Exercise prompt
Find the string "TodaySource" in the material. Copy every line that has it.

Records provided
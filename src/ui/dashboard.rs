use anyhow::{Context, Result};
use chrono::Local;
use crossterm::{
    event::{self, DisableMouseCapture, EnableMouseCapture, Event},
    execute,
    terminal::{disable_raw_mode, enable_raw_mode, EnterAlternateScreen, LeaveAlternateScreen},
};
use ratatui::{
    backend::CrosstermBackend,
    layout::{Constraint, Direction, Layout, Rect},
    Frame, Terminal,
};
use std::io;

use super::app::{App, Screen};
use super::widgets;
use crate::api::TodaySource;
use crate::storage::TemplateStore;
use crate::view::{date_header, LoadState, Tab, TemplatePhase, TrainerView};

/// Dashboard manages the TUI lifecycle
pub struct Dashboard<S, T> {
    terminal: Terminal<CrosstermBackend<io::Stdout>>,
    app: App<S, T>,
}

impl<S: TodaySource, T: TemplateStore> Dashboard<S, T> {
    /// Take over the terminal for `app`
    pub fn new(app: App<S, T>) -> Result<Self> {
        enable_raw_mode().context("Failed to enable raw mode")?;
        let mut stdout = io::stdout();
        execute!(stdout, EnterAlternateScreen, EnableMouseCapture)
            .context("Failed to setup terminal")?;

        let backend = CrosstermBackend::new(stdout);
        let terminal = Terminal::new(backend).context("Failed to create terminal")?;

        Ok(Self { terminal, app })
    }

    /// Run the dashboard event loop
    pub async fn run(&mut self) -> Result<()> {
        loop {
            let size = self.terminal.size().context("Failed to read terminal size")?;
            self.app.fit_viewport(size.height);

            let app = &self.app;
            self.terminal.draw(|f| ui(f, app))?;

            // Effects run after the frame that shows their loading state
            if self.app.has_pending() {
                self.app.run_pending().await?;
                continue;
            }

            if event::poll(std::time::Duration::from_millis(100))? {
                if let Event::Key(key) = event::read()? {
                    if key.kind == event::KeyEventKind::Press {
                        self.app.handle_key(key)?;
                    }
                }
            }

            if self.app.should_quit {
                break;
            }
        }

        if let Some(route) = &self.app.last_intent {
            tracing::debug!("Last unhandled intent: {}", route);
        }

        Ok(())
    }
}

impl<S, T> Dashboard<S, T> {
    /// Cleanup terminal on exit
    pub fn cleanup(&mut self) -> Result<()> {
        disable_raw_mode().context("Failed to disable raw mode")?;
        execute!(
            self.terminal.backend_mut(),
            LeaveAlternateScreen,
            DisableMouseCapture
        )
        .context("Failed to restore terminal")?;
        self.terminal.show_cursor().context("Failed to show cursor")?;

        Ok(())
    }
}

impl<S, T> Drop for Dashboard<S, T> {
    fn drop(&mut self) {
        let _ = self.cleanup();
    }
}

/// Render the UI
fn ui<S: TodaySource, T: TemplateStore>(f: &mut Frame, app: &App<S, T>) {
    let size = f.area();

    // Main area + status bar
    let main_chunks = Layout::default()
        .direction(Direction::Vertical)
        .constraints([Constraint::Min(0), Constraint::Length(1)])
        .split(size);

    match app.screen() {
        Screen::Trainer(view) => render_trainer(f, main_chunks[0], view),
        Screen::Templates(list) => {
            widgets::render_templates(main_chunks[0], f.buffer_mut(), list);
            if let Some(alert) = &list.alert {
                widgets::render_alert(centered_rect(50, 25, size), f.buffer_mut(), alert);
            }
        }
        Screen::TemplateDetail(detail) => {
            match detail.phase {
                TemplatePhase::Loading => {
                    widgets::render_loading(main_chunks[0], f.buffer_mut(), "Loading template...")
                }
                TemplatePhase::NotFound => {
                    widgets::render_template_not_found(main_chunks[0], f.buffer_mut())
                }
                TemplatePhase::Loaded(_) => {
                    widgets::render_template_detail(main_chunks[0], f.buffer_mut(), detail)
                }
            }

            if let Some(editor) = &detail.notes {
                widgets::render_notes_modal(centered_rect(60, 60, size), f.buffer_mut(), editor);
            }
            if detail.confirming_delete {
                if let Some(template) = detail.template() {
                    widgets::render_confirm_delete(
                        centered_rect(50, 25, size),
                        f.buffer_mut(),
                        &template.name,
                    );
                }
            }
            if let Some(alert) = &detail.alert {
                widgets::render_alert(centered_rect(50, 25, size), f.buffer_mut(), alert);
            }
        }
    }

    widgets::render_status_bar(
        main_chunks[1],
        f.buffer_mut(),
        app.has_pending(),
        app.last_intent.as_ref(),
    );

    if app.show_help {
        let help_area = centered_rect(60, 80, size);
        widgets::render_help_overlay(help_area, f.buffer_mut());
    }
}

fn render_trainer(f: &mut Frame, area: Rect, view: &TrainerView) {
    let now = Local::now().naive_local();

    let chunks = Layout::default()
        .direction(Direction::Vertical)
        .constraints([
            Constraint::Length(2),
            Constraint::Length(2),
            Constraint::Min(0),
        ])
        .split(area);

    widgets::render_header(
        chunks[0],
        f.buffer_mut(),
        &date_header(now),
        &view.greeting(now),
        view.refreshing,
    );

    match &view.load {
        LoadState::Loading => {
            widgets::render_loading(chunks[2], f.buffer_mut(), "Loading today's schedule...");
            return;
        }
        LoadState::Failed(message) => {
            widgets::render_load_error(chunks[2], f.buffer_mut(), message);
            return;
        }
        LoadState::Ready(_) => {}
    }

    widgets::render_tabs(chunks[1], f.buffer_mut(), view.tab);

    match view.tab {
        Tab::Overview => widgets::render_overview(chunks[2], f.buffer_mut(), view),
        Tab::Sessions => widgets::render_sessions(chunks[2], f.buffer_mut(), view),
        Tab::Clients => widgets::render_clients(chunks[2], f.buffer_mut(), view),
    }

    let size = f.area();
    if let Some(editor) = &view.notes {
        widgets::render_notes_modal(centered_rect(60, 60, size), f.buffer_mut(), editor);
    }
    if let Some(alert) = &view.alert {
        widgets::render_alert(centered_rect(50, 25, size), f.buffer_mut(), alert);
    }
}

/// Helper function to create a centered rect
fn centered_rect(percent_x: u16, percent_y: u16, r: Rect) -> Rect {
    let popup_layout = Layout::default()
        .direction(Direction::Vertical)
        .constraints([
            Constraint::Percentage((100 - percent_y) / 2),
            Constraint::Percentage(percent_y),
            Constraint::Percentage((100 - percent_y) / 2),
        ])
        .split(r);

    Layout::default()
        .direction(Direction::Horizontal)
        .constraints([
            Constraint::Percentage((100 - percent_x) / 2),
            Constraint::Percentage(percent_x),
            Constraint::Percentage((100 - percent_x) / 2),
        ])
        .split(popup_layout[1])[1]
}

Result
use crate::api::TodaySource;
impl<S: TodaySource, T: TemplateStore> Dashboard<S, T> {
fn ui<S: TodaySource, T: TemplateStore>(f: &mut Frame, app: &App<S, T>) {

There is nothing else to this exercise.